Then I got a SATA extension cable about 18 inches long from Newegg:

(StarTech SLSATA20EXT 20" Slimline SATA Extension Cable Male to Female - Newegg.com)

that I plugged into the Roamio's SATA cable, cut a small notch into the Roamio's cover to get it outside the box, and I run the drive sitting on a piece of foam outside the Roamio. I use WD Red drives, which are quiet, and sitting on the foam inside the cabinet, I have to concentrate to hear the drive seeking when the room is otherwise silent. It takes literally 10 seconds to swap drives from when I power down the Roamio to disconnect one drive, connect the other, power back up, and get to the "Welcome' prompt.

There is very little downside. The only thing I notice on the drive I just swapped in is that the station logos are gone and don't reappear until after the next connect to mom. I usually time things so that I clone the drive overnight, insert the cloned drive first thing in the morning, and by that afternoon, it's all working splendidly as it should.

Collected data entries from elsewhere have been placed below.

//! Sync pipeline
//!
//! A run is two passes over one mission, each a walker feeding a worker pool:
//!
//! ```text
//! copy pass   walk SOURCE (chain rooted at source)
//!             file missing or size differs at DEST  → copy
//!             same size                             → skip
//!
//! prune pass  walk DEST (chain rooted at destination)
//!             no counterpart under SOURCE           → delete file
//!             counterpart exists                    → keep
//!             existence check fails                 → keep, record error
//! ```
//!
//! Setup problems (bad regex, unreadable `.gitignore`, missing root) abort
//! the pass before walking. Failures on single items are logged, recorded in
//! the [`SyncReport`] and never stop the pass. Nothing is retried.
//!
//! Change detection is by size only. Two files of equal length but different
//! content are treated as identical.

pub mod transfer;

use std::fs;
use std::path::{Path, PathBuf};
use std::sync::Arc;

use crossbeam::channel::Receiver;
use serde::Serialize;

use crate::config::SyncSettings;
use crate::error::{SyncError, io_err};
use crate::mission::Mission;
use crate::parallel::{WorkerPool, calculate_optimal_workers};
use crate::rules::{ChainObserver, RuleChain, TracingObserver};
use crate::walk::{CancellationToken, WalkItem, Walker};

/// Default bound of the walker → worker queue.
pub const DEFAULT_QUEUE_CAPACITY: usize = 10;

/// Concurrency settings of a run.
#[derive(Debug, Clone, Copy, PartialEq, Eq)]
pub struct SyncOptions {
    /// Worker threads per pass.
    pub workers: usize,
    /// Walker queue bound, at least 1.
    pub queue_capacity: usize,
}

impl Default for SyncOptions {
    fn default() -> Self {
        Self {
            workers: calculate_optimal_workers(0, 100),
            queue_capacity: DEFAULT_QUEUE_CAPACITY,
        }
    }
}

impl SyncOptions {
    pub fn from_settings(settings: &SyncSettings) -> Self {
        Self {
            workers: calculate_optimal_workers(settings.max_threads, settings.thread_percentage),
            queue_capacity: settings.queue_capacity.max(1),
        }
    }

    /// Zero workers means the calculated default.
    fn pool(&self) -> WorkerPool {
        let workers = match self.workers {
            0 => calculate_optimal_workers(0, 100),
            n => n,
        };
        WorkerPool::new(workers, self.queue_capacity)
    }
}

/// A single failed item.
#[derive(Debug, Clone, Serialize)]
pub struct ItemError {
    pub path: Option<PathBuf>,
    pub message: String,
}

impl From<&SyncError> for ItemError {
    fn from(error: &SyncError) -> Self {
        Self {
            path: error_path(error),
            message: error.to_string(),
        }
    }
}

/// Aggregate outcome of one or more passes.
#[derive(Debug, Clone, Default, Serialize)]
pub struct SyncReport {
    /// Files written to the destination.
    pub copied: usize,
    /// Source files left alone because the destination had the same size.
    pub skipped: usize,
    /// Destination files removed for lacking a source counterpart.
    pub deleted: usize,
    /// Destination files whose source counterpart exists.
    pub kept: usize,
    pub bytes_copied: u64,
    pub errors: Vec<ItemError>,
}

impl SyncReport {
    pub fn merge(&mut self, other: SyncReport) {
        self.copied += other.copied;
        self.skipped += other.skipped;
        self.deleted += other.deleted;
        self.kept += other.kept;
        self.bytes_copied += other.bytes_copied;
        self.errors.extend(other.errors);
    }

    pub fn is_clean(&self) -> bool {
        self.errors.is_empty()
    }

    fn record_error(&mut self, error: &SyncError) {
        self.errors.push(ItemError::from(error));
    }

    fn merged(reports: Vec<SyncReport>) -> SyncReport {
        reports.into_iter().fold(SyncReport::default(), |mut acc, r| {
            acc.merge(r);
            acc
        })
    }
}

/// Mirrors a source root into a destination root.
pub struct SyncPipeline {
    source_root: PathBuf,
    dest_root: PathBuf,
    patterns: Vec<String>,
    options: SyncOptions,
    observer: Arc<dyn ChainObserver>,
    cancel: CancellationToken,
}

impl SyncPipeline {
    pub fn new(
        source_root: impl Into<PathBuf>,
        dest_root: impl Into<PathBuf>,
        patterns: Vec<String>,
    ) -> Self {
        Self {
            source_root: source_root.into(),
            dest_root: dest_root.into(),
            patterns,
            options: SyncOptions::default(),
            observer: Arc::new(TracingObserver),
            cancel: CancellationToken::new(),
        }
    }

    pub fn for_mission(mission: &Mission) -> Self {
        Self::new(&mission.src, &mission.dest, mission.ignore.clone())
    }

    pub fn with_options(mut self, options: SyncOptions) -> Self {
        self.options = options;
        self
    }

    pub fn with_observer(mut self, observer: Arc<dyn ChainObserver>) -> Self {
        self.observer = observer;
        self
    }

    pub fn with_cancellation(mut self, token: CancellationToken) -> Self {
        self.cancel = token;
        self
    }

    pub fn options(&self) -> &SyncOptions {
        &self.options
    }

    /// Copy pass followed by prune pass. The prune pass is skipped when the
    /// run was cancelled during copying.
    pub fn run(&self) -> Result<SyncReport, SyncError> {
        let mut report = self.copy_pass()?;
        if self.cancel.is_cancelled() {
            tracing::info!("Sync cancelled after copy pass");
            return Ok(report);
        }
        report.merge(self.prune_pass()?);
        Ok(report)
    }

    /// Bring every unignored source file over to the destination.
    pub fn copy_pass(&self) -> Result<SyncReport, SyncError> {
        require_dir(&self.source_root)?;
        self.check_overlap()?;
        if !self.dest_root.exists() {
            fs::create_dir_all(&self.dest_root).map_err(|e| io_err(&self.dest_root, e))?;
        }

        let chain = Arc::new(RuleChain::standard(&self.source_root, &self.patterns)?);
        tracing::info!(
            "Copy pass {} -> {} ({} workers)",
            self.source_root.display(),
            self.dest_root.display(),
            self.options.workers
        );

        let walker = self.walker(&self.source_root, chain);
        let reports = self
            .options
            .pool()
            .run(|tx| walker.walk_into(tx), |id, rx| self.copy_worker(id, rx))?;
        Ok(SyncReport::merged(reports))
    }

    /// Remove destination files that have no source counterpart. Directories
    /// are never removed.
    pub fn prune_pass(&self) -> Result<SyncReport, SyncError> {
        require_dir(&self.source_root)?;
        require_dir(&self.dest_root)?;
        self.check_overlap()?;

        let chain = Arc::new(RuleChain::standard(&self.dest_root, &self.patterns)?);
        tracing::info!(
            "Prune pass {} against {} ({} workers)",
            self.dest_root.display(),
            self.source_root.display(),
            self.options.workers
        );

        let walker = self.walker(&self.dest_root, chain);
        let reports = self
            .options
            .pool()
            .run(|tx| walker.walk_into(tx), |id, rx| self.prune_worker(id, rx))?;
        Ok(SyncReport::merged(reports))
    }

    fn walker(&self, root: &Path, chain: Arc<RuleChain>) -> Walker {
        Walker::new(root, chain)
            .with_observer(self.observer.clone())
            .with_cancellation(self.cancel.clone())
    }

    fn copy_worker(&self, worker_id: usize, rx: Receiver<WalkItem>) -> SyncReport {
        let mut report = SyncReport::default();
        for item in rx.iter() {
            if self.cancel.is_cancelled() {
                break;
            }
            match item {
                WalkItem::Error(e) => {
                    tracing::info!("Receive error from walker: {}", e);
                    report.record_error(&e);
                }
                WalkItem::Entry { is_dir: true, .. } => {}
                WalkItem::Entry { path, .. } => self.copy_one(&path, &mut report),
            }
        }
        tracing::trace!("Copy worker {} done", worker_id);
        report
    }

    fn copy_one(&self, source: &Path, report: &mut SyncReport) {
        let outcome = counterpart(source, &self.source_root, &self.dest_root).and_then(|dest| {
            let comparison = transfer::compare(source, &dest)?;
            if !comparison.needs_copy() {
                return Ok(None);
            }
            transfer::copy_file(source, &dest).map(|bytes| Some((dest, bytes)))
        });

        match outcome {
            Ok(Some((dest, bytes))) => {
                tracing::info!("Copied {} -> {}", source.display(), dest.display());
                report.copied += 1;
                report.bytes_copied += bytes;
            }
            Ok(None) => {
                tracing::trace!("Unchanged {}", source.display());
                report.skipped += 1;
            }
            Err(e) => {
                tracing::error!("Failed to copy {}: {}", source.display(), e);
                report.record_error(&e);
            }
        }
    }

    fn prune_worker(&self, worker_id: usize, rx: Receiver<WalkItem>) -> SyncReport {
        let mut report = SyncReport::default();
        for item in rx.iter() {
            if self.cancel.is_cancelled() {
                break;
            }
            match item {
                WalkItem::Error(e) => {
                    tracing::info!("Receive error from walker: {}", e);
                    report.record_error(&e);
                }
                WalkItem::Entry { is_dir: true, .. } => {}
                WalkItem::Entry { path, .. } => self.prune_one(&path, &mut report),
            }
        }
        tracing::trace!("Prune worker {} done", worker_id);
        report
    }

    fn prune_one(&self, dest: &Path, report: &mut SyncReport) {
        let source = match counterpart(dest, &self.dest_root, &self.source_root) {
            Ok(source) => source,
            Err(e) => {
                report.record_error(&e);
                return;
            }
        };

        match transfer::exists(&source) {
            Ok(true) => report.kept += 1,
            Ok(false) => match fs::remove_file(dest) {
                Ok(()) => {
                    tracing::info!("Removed {}", dest.display());
                    report.deleted += 1;
                }
                Err(e) => {
                    let e = io_err(dest, e);
                    tracing::error!("Failed to remove {}: {}", dest.display(), e);
                    report.record_error(&e);
                }
            },
            Err(e) => {
                tracing::error!("Keeping {}, could not check source: {}", dest.display(), e);
                report.record_error(&e);
            }
        }
    }

    fn check_overlap(&self) -> Result<(), SyncError> {
        if self.source_root.starts_with(&self.dest_root)
            || self.dest_root.starts_with(&self.source_root)
        {
            return Err(SyncError::OverlappingRoots {
                source_root: self.source_root.clone(),
                dest_root: self.dest_root.clone(),
            });
        }
        Ok(())
    }
}

/// Swap the `from` prefix of `path` for `to`, keeping the suffix verbatim.
pub fn counterpart(path: &Path, from: &Path, to: &Path) -> Result<PathBuf, SyncError> {
    path.strip_prefix(from)
        .map(|relative| to.join(relative))
        .map_err(|_| SyncError::OutsideRoot {
            path: path.to_path_buf(),
            root: from.to_path_buf(),
        })
}

/// The root must be a directory this process can list.
fn require_dir(path: &Path) -> Result<(), SyncError> {
    if path.is_dir() {
        fs::read_dir(path).map_err(|e| io_err(path, e))?;
        Ok(())
    } else {
        Err(SyncError::InvalidRoot {
            path: path.to_path_buf(),
        })
    }
}

fn error_path(error: &SyncError) -> Option<PathBuf> {
    match error {
        SyncError::Io { path, .. } | SyncError::OutsideRoot { path, .. } => Some(path.clone()),
        SyncError::Walk(e) => walk_error_path(e),
        _ => None,
    }
}

fn walk_error_path(error: &ignore::Error) -> Option<PathBuf> {
    match error {
        ignore::Error::WithPath { path, .. } => Some(path.clone()),
        ignore::Error::WithDepth { err, .. } | ignore::Error::WithLineNumber { err, .. } => {
            walk_error_path(err)
        }
        _ => None,
    }
}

Two reasons I do this. Should a drive fail, I've still got most of the programming intact on the other, and having each drive in there half the time should lengthen the drive life (it says here).


----------



## tommage1 (Nov 6, 2008)

dougdingle said:


> What I've done to rotate drives is this:
> 
> My Roamio is inside an entertainment cabinet, so I spliced an on-off switch, one of those old fashioned bakelite ones I got from Amazon:
> 
> ...


That is a really good method since Sata to Sata. I still kind of like the enclosures though for a few reasons. One can use the enclosure to power the drive, might be less "stress" on the Roamio since it would not longer be powering a drive. Second a bit "neater" since the drives will be in enclosures. I have multiple cables, regular Sata, Sata male to female, Sata to Esata etc etc. Run one cable out of the Roamio with an open end, then cables from the enclosures that connect to the cable coming from the Roamio. Going to be a long term project, still have some cables on the way. My purpose is mostly to have multiple drives available with different recordings, maybe one for movies, one for old TV show series etc etc, pretty much unlimited storage too, unlimited drives. Can "clone" all drives occasionally when needed for backup. Cloning dock works well for that if same size drives.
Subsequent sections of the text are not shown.